Scientific classification
- Kingdom: Plantae
- Clade: Tracheophytes
- Clade: Angiosperms
- Clade: Eudicots
- Clade: Asterids
- Order: Asterales
- Family: Asteraceae
- Genus: Layia
- Species: L. jonesii
- Binomial name: Layia jonesii A.Gray

= Layia jonesii =

- Genus: Layia
- Species: jonesii
- Authority: A.Gray
- Conservation status: G2

Species of flowering plant

Layia jonesii is a species of flowering plant in the family Asteraceae known by the common name Jones' tidytips, or Jones' layia.

It is endemic to California, where it is known only from coastal San Luis Obispo County.
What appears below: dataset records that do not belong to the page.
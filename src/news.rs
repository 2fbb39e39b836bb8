//! Crypto news feed
//!
//! Runs independently of the market board: its failures never touch market
//! state and it has its own retry.

use crate::{
    config::BoardConfig,
    constants::{NEWS_PAGE_SIZE, NEWS_QUERY},
    error::FetchError,
    metrics::{FetchMetrics, Pipeline},
    provider::NewsProvider,
    providers::NewsApiProvider,
    types::{BoardEvent, NewsArticle},
    view::{NewsItem, NewsView},
};
use std::sync::Arc;
use std::time::Instant;
use tokio::sync::broadcast;

/// Current state of the feed
#[derive(Debug, Clone)]
pub enum NewsState {
    Loading,
    Loaded(Vec<NewsArticle>),
    /// Request succeeded with zero articles
    Empty,
    Failed(FetchError),
}

/// News list with manual retry
pub struct NewsFeed {
    /// `None` when no provider could be built; the feed then stays failed
    provider: Option<Arc<dyn NewsProvider>>,
    metrics: Arc<FetchMetrics>,
    events: Option<broadcast::Sender<BoardEvent>>,
    state: NewsState,
}

impl NewsFeed {
    pub fn new(provider: Arc<dyn NewsProvider>) -> Self {
        Self {
            provider: Some(provider),
            metrics: Arc::new(FetchMetrics::new()),
            events: None,
            state: NewsState::Loading,
        }
    }

    /// A feed that cannot fetch, showing `error` in the news area
    pub fn unavailable(error: FetchError) -> Self {
        Self {
            provider: None,
            metrics: Arc::new(FetchMetrics::new()),
            events: None,
            state: NewsState::Failed(error),
        }
    }

    /// NewsAPI-backed feed, or an unavailable one when the key is missing
    pub fn from_config(config: &BoardConfig) -> Self {
        let api_key = config.news_api_key.clone().unwrap_or_default();
        match NewsApiProvider::with_base_url(config.news_api_url.clone(), api_key) {
            Ok(provider) => Self::new(Arc::new(provider)),
            Err(e) => {
                tracing::warn!(error = %e, "News feed disabled");
                Self::unavailable(e)
            }
        }
    }

    /// Shares a metrics collector, typically the board's
    pub fn with_metrics(mut self, metrics: Arc<FetchMetrics>) -> Self {
        self.metrics = metrics;
        self
    }

    /// Publishes fetch failures on a board event channel
    pub fn with_events(mut self, events: broadcast::Sender<BoardEvent>) -> Self {
        self.events = Some(events);
        self
    }

    /// Fetches the article list and updates the state
    ///
    /// Without a provider the configuration error is kept as is.
    pub async fn refresh(&mut self) -> &NewsState {
        let Some(provider) = self.provider.clone() else {
            tracing::debug!("News feed has no provider, skipping fetch");
            return &self.state;
        };

        let start = Instant::now();
        let result = provider.fetch_articles(NEWS_QUERY, NEWS_PAGE_SIZE).await;
        self.metrics
            .record(Pipeline::News, start.elapsed(), result.is_ok())
            .await;

        self.state = match result {
            Ok(articles) if articles.is_empty() => {
                tracing::info!(provider = provider.provider_name(), "No news articles returned");
                NewsState::Empty
            }
            Ok(articles) => {
                tracing::debug!(count = articles.len(), "Fetched news articles");
                NewsState::Loaded(articles)
            }
            Err(e) => {
                tracing::warn!(error = %e, "Failed to fetch news");
                if let Some(events) = &self.events {
                    let _ = events.send(BoardEvent::news_fetch_failed(e.to_string()));
                }
                NewsState::Failed(e)
            }
        };

        &self.state
    }

    /// Manual retry from the failure view
    pub async fn retry(&mut self) -> &NewsState {
        self.refresh().await
    }

    pub fn state(&self) -> &NewsState {
        &self.state
    }

    /// Display view of the current state
    pub fn view(&self) -> NewsView {
        match &self.state {
            NewsState::Loading => NewsView::Loading,
            NewsState::Empty => NewsView::Empty,
            NewsState::Loaded(articles) => NewsView::Articles {
                items: articles.iter().map(NewsItem::from).collect(),
            },
            NewsState::Failed(e) => NewsView::Failed {
                message: e.user_message(),
                retry: e.is_retryable(),
            },
        }
    }
}
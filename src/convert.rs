//! Price formatting in the active display currency
//!
//! USD follows en-US conventions (`$1,234.56`, two to six fraction digits).
//! VND follows vi-VN conventions (`2.400.000 ₫`, no fraction digits).

use crate::types::Currency;

const USD_MIN_FRACTION_DIGITS: usize = 2;
const USD_MAX_FRACTION_DIGITS: usize = 6;

/// Formats a USD price for display in `currency`
///
/// `rate` is the USD to `currency` multiplier and is ignored for the base
/// currency. Never fails; non-finite results render as `-`.
pub fn convert(price_usd: f64, currency: Currency, rate: f64) -> String {
    match currency {
        Currency::Usd => format_usd(price_usd),
        Currency::Vnd => format_vnd(price_usd * rate),
    }
}

fn format_usd(value: f64) -> String {
    if !value.is_finite() {
        return "-".to_string();
    }

    let fixed = format!("{:.*}", USD_MAX_FRACTION_DIGITS, value.abs());
    let (int_part, frac_part) = fixed.split_once('.').unwrap_or((fixed.as_str(), ""));

    let mut frac = frac_part.trim_end_matches('0').to_string();
    while frac.len() < USD_MIN_FRACTION_DIGITS {
        frac.push('0');
    }

    let sign = if is_negative(value, &fixed) { "-" } else { "" };
    format!("{}${}.{}", sign, group_digits(int_part, ','), frac)
}

fn format_vnd(value: f64) -> String {
    if !value.is_finite() {
        return "-".to_string();
    }

    let fixed = format!("{:.0}", value.abs());
    let sign = if is_negative(value, &fixed) { "-" } else { "" };
    format!("{}{}\u{a0}₫", sign, group_digits(&fixed, '.'))
}

/// Negative values that round to zero are shown without a sign
fn is_negative(value: f64, rounded: &str) -> bool {
    value < 0.0 && rounded.chars().any(|c| c.is_ascii_digit() && c != '0')
}

/// Inserts `separator` every three digits from the right
fn group_digits(digits: &str, separator: char) -> String {
    let len = digits.len();
    let mut out = String::with_capacity(len + len / 3);

    for (i, c) in digits.chars().enumerate() {
        if i > 0 && (len - i) % 3 == 0 {
            out.push(separator);
        }
        out.push(c);
    }

    out
}

#[cfg(test)]
mod tests {
    use super::*;

    #[test]
    fn test_usd_base_formatting() {
        assert_eq!(convert(100.0, Currency::Usd, 24000.0), "$100.00");
        assert_eq!(convert(64123.5, Currency::Usd, 1.0), "$64,123.50");
        assert_eq!(convert(1234567.891, Currency::Usd, 1.0), "$1,234,567.891");
    }

    #[test]
    fn test_usd_keeps_up_to_six_fraction_digits() {
        assert_eq!(convert(0.00012345, Currency::Usd, 1.0), "$0.000123");
        assert_eq!(convert(0.1234567, Currency::Usd, 1.0), "$0.123457");

        let formatted = convert(100.0, Currency::Usd, 1.0);
        let fraction = formatted.split('.').nth(1).unwrap();
        assert!(fraction.len() >= 2 && fraction.len() <= 6);
    }

    #[test]
    fn test_usd_ignores_rate() {
        assert_eq!(
            convert(42.0, Currency::Usd, 24000.0),
            convert(42.0, Currency::Usd, 0.0)
        );
    }

    #[test]
    fn test_vnd_conversion() {
        assert_eq!(convert(100.0, Currency::Vnd, 24000.0), "2.400.000\u{a0}₫");
        assert_eq!(convert(0.5, Currency::Vnd, 25000.0), "12.500\u{a0}₫");
        assert_eq!(convert(0.00001, Currency::Vnd, 24000.0), "0\u{a0}₫");
    }

    #[test]
    fn test_vnd_has_no_fraction_digits() {
        let formatted = convert(1.23456, Currency::Vnd, 24000.0);
        assert_eq!(formatted, "29.629\u{a0}₫");
        assert!(!formatted.contains(','));
    }

    #[test]
    fn test_negative_and_non_finite() {
        assert_eq!(convert(-1500.0, Currency::Usd, 1.0), "-$1,500.00");
        assert_eq!(convert(-0.0000001, Currency::Usd, 1.0), "$0.00");
        assert_eq!(convert(f64::NAN, Currency::Usd, 1.0), "-");
        assert_eq!(convert(1.0, Currency::Vnd, f64::INFINITY), "-");
    }

    #[test]
    fn test_group_digits() {
        assert_eq!(group_digits("1", ','), "1");
        assert_eq!(group_digits("123", ','), "123");
        assert_eq!(group_digits("1234", ','), "1,234");
        assert_eq!(group_digits("1234567", '.'), "1.234.567");
    }
}
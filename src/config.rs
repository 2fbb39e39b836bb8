//! Runtime configuration
//!
//! Starts from the defaults in `constants` and applies a small set of
//! environment overrides. Unparseable values are ignored with a warning.

use crate::constants::{
    COINGECKO_API_URL, COINS_PER_PAGE, EXCHANGE_RATE_API_URL, MAX_PAGES, NEWS_API_URL,
    REFRESH_INTERVAL_SECS, RETRY_DELAY_SECS,
};
use std::str::FromStr;
use std::time::Duration;

pub const ENV_REFRESH_SECS: &str = "COIN_BOARD_REFRESH_SECS";
pub const ENV_RETRY_SECS: &str = "COIN_BOARD_RETRY_SECS";
pub const ENV_PAGE_SIZE: &str = "COIN_BOARD_PAGE_SIZE";
pub const ENV_MAX_PAGES: &str = "COIN_BOARD_MAX_PAGES";
pub const ENV_NEWS_API_KEY: &str = "NEWS_API_KEY";

/// Settings for a board session and its providers
#[derive(Debug, Clone, PartialEq)]
pub struct BoardConfig {
    pub refresh_interval: Duration,
    pub retry_delay: Duration,
    pub page_size: usize,
    pub max_pages: usize,
    pub market_api_url: String,
    pub exchange_rate_api_url: String,
    pub news_api_url: String,
    pub news_api_key: Option<String>,
}

impl Default for BoardConfig {
    fn default() -> Self {
        Self {
            refresh_interval: Duration::from_secs(REFRESH_INTERVAL_SECS),
            retry_delay: Duration::from_secs(RETRY_DELAY_SECS),
            page_size: COINS_PER_PAGE,
            max_pages: MAX_PAGES,
            market_api_url: COINGECKO_API_URL.to_string(),
            exchange_rate_api_url: EXCHANGE_RATE_API_URL.to_string(),
            news_api_url: NEWS_API_URL.to_string(),
            news_api_key: None,
        }
    }
}

impl BoardConfig {
    /// Defaults with overrides read from the process environment
    pub fn from_env() -> Self {
        Self::from_lookup(|key| std::env::var(key).ok())
    }

    /// Defaults with overrides read through `lookup`
    pub fn from_lookup<F>(lookup: F) -> Self
    where
        F: Fn(&str) -> Option<String>,
    {
        let mut config = Self::default();

        if let Some(secs) = parse_positive::<u64>(&lookup, ENV_REFRESH_SECS) {
            config.refresh_interval = Duration::from_secs(secs);
            config.retry_delay = Duration::from_secs((secs / 2).max(1));
        }
        if let Some(secs) = parse_positive::<u64>(&lookup, ENV_RETRY_SECS) {
            config.retry_delay = Duration::from_secs(secs);
        }
        if let Some(size) = parse_positive::<usize>(&lookup, ENV_PAGE_SIZE) {
            config.page_size = size;
        }
        if let Some(max) = parse_positive::<usize>(&lookup, ENV_MAX_PAGES) {
            config.max_pages = max;
        }

        config.news_api_key = lookup(ENV_NEWS_API_KEY)
            .map(|k| k.trim().to_string())
            .filter(|k| !k.is_empty());

        if config.retry_delay >= config.refresh_interval {
            tracing::warn!(
                retry_secs = config.retry_delay.as_secs(),
                refresh_secs = config.refresh_interval.as_secs(),
                "Retry delay is not shorter than the refresh interval"
            );
        }

        config
    }

    /// Sets the news API key
    pub fn with_news_api_key(mut self, key: impl Into<String>) -> Self {
        self.news_api_key = Some(key.into());
        self
    }
}

fn parse_positive<T>(lookup: &impl Fn(&str) -> Option<String>, key: &str) -> Option<T>
where
    T: FromStr + PartialOrd + Default + Copy,
{
    let raw = lookup(key)?;
    match raw.trim().parse::<T>() {
        Ok(value) if value > T::default() => Some(value),
        _ => {
            tracing::warn!(key = key, value = %raw, "Ignoring invalid configuration value");
            None
        }
    }
}
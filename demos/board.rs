//! Interactive terminal coin board
//!
//! Commands: `s <term>` search, `n` next page, `p` previous page,
//! `c usd|vnd` change currency, `r` retry, `h` health, `q` quit.
//! An empty line redraws the current view.

use coin_board_sdk::{
    BoardConfig, Currency, MarketBoard, PlainTextRenderer, Renderer, UiEvent,
};
use tokio::io::{AsyncBufReadExt, BufReader};
use tracing_subscriber::EnvFilter;

fn parse_command(line: &str) -> Option<UiEvent> {
    let line = line.trim();
    let (cmd, arg) = line.split_once(' ').unwrap_or((line, ""));

    match cmd {
        "s" => Some(UiEvent::SearchSubmitted(arg.trim().to_string())),
        "n" => Some(UiEvent::NextPage),
        "p" => Some(UiEvent::PreviousPage),
        "r" => Some(UiEvent::RetryRequested),
        "c" => match arg.parse::<Currency>() {
            Ok(currency) => Some(UiEvent::CurrencyChanged(currency)),
            Err(e) => {
                eprintln!("{}", e);
                None
            }
        },
        _ => None,
    }
}

#[tokio::main]
async fn main() -> Result<(), Box<dyn std::error::Error>> {
    tracing_subscriber::fmt()
        .with_env_filter(
            EnvFilter::try_from_default_env()
                .unwrap_or_else(|_| EnvFilter::new("coin_board_sdk=info")),
        )
        .with_target(true)
        .init();

    let config = BoardConfig::from_env();
    let mut board = MarketBoard::new(&config)?;
    let renderer = PlainTextRenderer;

    let mut events = board.subscribe();
    board.start();

    // Wait for the first fetch to land, one way or the other
    if let Ok(event) = events.recv().await {
        tracing::info!(event = %event, "First refresh done");
    }
    print!("{}", renderer.render_board(&board.view().await));

    let mut lines = BufReader::new(tokio::io::stdin()).lines();
    while let Some(line) = lines.next_line().await? {
        match line.trim() {
            "q" => break,
            "h" => {
                let health = board.health_check().await;
                println!("{}", serde_json::to_string_pretty(&health)?);
                continue;
            }
            "" => {
                print!("{}", renderer.render_board(&board.view().await));
                continue;
            }
            _ => {}
        }

        match parse_command(&line) {
            Some(event) => {
                let view = board.handle_event(event).await;
                print!("{}", renderer.render_board(&view));
            }
            None => println!("s <term> | n | p | c usd|vnd | r | h | q"),
        }
    }

    board.stop();
    Ok(())
}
It grows on clay and serpentine soils.

==Description==
This is an annual herb growing a glandular but unscented stem to a maximum height near half a meter. The fleshy leaves are linear to lance-shaped, with the lower ones often having lobes and reaching near 7 centimeters in maximum length.

The flower head has an urn-shaped base of rough, hairy phyllaries. The face has a fringe of yellow ray florets with white tips and a center of yellow disc florets with purple anthers. The fruit is an achene; the fruits of the disc florets sometimes have a pappus of scales.